Meia corintiano quer um time melhor armado para que as individualidades apareçam (Foto: Djalma Vassão/Gazeta Press)
O meia Marquinhos Gabriel chamou a atenção do Corinthians após participar ativamente da boa campanha realizada pelo Santos no segundo semestre do ano passado, mas o próprio reconhece que ainda não conseguiu atingir o mesmo nível de atuação de 2015 com a camisa do Timão. Para o armador, escolhido para falar com a imprensa na tarde desta quarta-feira, no CT Joaquim Grava, o time inteiro está devendo um bom futebol para a torcida.
"Não. Ainda não (consegui repetir as atuações com a camisa do Santos). Mas a gente vai tentar evoluir a cada jogo, a cada partida, a cada treinamento, para que as coisas venham a acontecer aqui também", observou o armador, que tem atuado sempre pelos lados, função parecida com a exercida pela equipe da Vila Belmiro.

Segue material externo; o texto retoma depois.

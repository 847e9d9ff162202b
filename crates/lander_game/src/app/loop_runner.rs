use std::cell::RefCell;
use std::process::ExitCode;
use std::rc::Rc;
use std::sync::Arc;

use mission_core::mission::Clock;
use mission_core::{
    MissionConfig, MissionEvent, MissionResult, MissionState, PrepareOutcome, Vec2,
};
use serde::Serialize;
use tracing::{error, info, warn};

use super::bootstrap::AppWiring;
use super::harness::Harness;
use super::replay::ReplayScript;

/// Summary printed to stdout once the replay finishes.
#[derive(Debug, Clone, Serialize)]
pub(crate) struct ReplayReport {
    pub(crate) mission_id: String,
    pub(crate) state: &'static str,
    pub(crate) steps_applied: usize,
    pub(crate) steps_total: usize,
    pub(crate) clock_ms: u64,
    pub(crate) events: Vec<&'static str>,
    pub(crate) vehicle_position: Option<Vec2>,
    pub(crate) result: Option<MissionResult>,
}

pub(crate) fn run(app: AppWiring) -> ExitCode {
    let report = match run_replay(app.config, &app.replay) {
        Ok(report) => report,
        Err(err) => {
            error!(error = %err, "replay_failed");
            return ExitCode::FAILURE;
        }
    };
    match serde_json::to_string_pretty(&report) {
        Ok(json) => println!("{json}"),
        Err(err) => {
            error!(error = %err, "replay_report_serialize_failed");
            return ExitCode::FAILURE;
        }
    }

    ExitCode::SUCCESS
}

/// Feeds the script into a fresh director on a manual clock. Mission time
/// advances in `tick_ms` steps between inputs and the mission timer fires
/// once its deadline is reached.
pub(crate) fn run_replay(
    config: Arc<MissionConfig>,
    script: &ReplayScript,
) -> Result<ReplayReport, String> {
    let mut harness = Harness::new(&config.terrain);
    let events = Rc::new(RefCell::new(Vec::new()));
    let sink = Rc::clone(&events);
    harness
        .director
        .events_mut()
        .subscribe_all(move |event: &MissionEvent| {
            sink.borrow_mut().push(event.kind().as_token())
        });

    let mission_id = config.id.clone();
    match harness.director.prepare(config) {
        PrepareOutcome::Rejected => {
            return Err(format!("mission '{mission_id}' was rejected: config is empty"))
        }
        outcome => info!(mission_id = %mission_id, outcome = ?outcome, "replay_mission_prepared"),
    }

    let mut steps_applied = 0;
    for step in &script.steps {
        advance_until(&mut harness, step.at_ms, script.tick_ms);
        if harness.director.state().is_terminal() {
            break;
        }
        if let Some(position) = step.vehicle_position {
            harness.vehicle.borrow_mut().position = Some(position);
        }
        info!(at_ms = step.at_ms, kind = step.input.as_token(), "replay_step");
        harness.director.handle(step.input.clone());
        steps_applied += 1;
        if harness.director.state().is_terminal() {
            break;
        }
    }

    let state = harness.director.state();
    if state == MissionState::Running {
        warn!(mission_id = %mission_id, "replay_ended_with_mission_running");
    }
    let vehicle_position = harness.vehicle.borrow().position;
    let events = events.borrow().clone();
    Ok(ReplayReport {
        mission_id,
        state: state.as_token(),
        steps_applied,
        steps_total: script.steps.len(),
        clock_ms: harness.clock.now_ms(),
        events,
        vehicle_position,
        result: harness.director.result().cloned(),
    })
}

fn advance_until(harness: &mut Harness, target_ms: u64, tick_ms: u64) {
    while harness.clock.now_ms() < target_ms {
        let step_ms = tick_ms.min(target_ms - harness.clock.now_ms());
        harness.clock.advance_ms(step_ms);
        harness.director.advance_time(step_ms as f32 / 1_000.0);
        if let Some(deadline) = harness.timer_deadline_ms.get() {
            if deadline <= harness.clock.now_ms() {
                harness.timer_deadline_ms.set(None);
                harness.director.on_timer_expired();
            }
        }
        if harness.director.state().is_terminal() {
            return;
        }
    }
}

Na avaliação dele, no entanto, o Corinthians tem de funcionar melhor como uma equipe para que ele e seus companheiros possam desempenhar o melhor futebol possível. Dentre diversos problemas que ele não quis "individualizar", o camisa 31 avaliou a compactação entre as linhas de ataque e defesa com fator fundamental para uma possível reação no Campeonato Brasileiro.
"Acho que sim. Quando o conjunto não funciona as individualidades também não vão aparecer, mas quando a equipe está bem compacta, bem centralizada, bem armada, bem encaixada, as individualidades vão aparecer automaticamente", avaliou o atleta corintiano, um dos artilheiros do clube no torneio, com quatro gols marcados, ao lado do volante Bruno Henrique e do atacante paraguaio Ángel Romero.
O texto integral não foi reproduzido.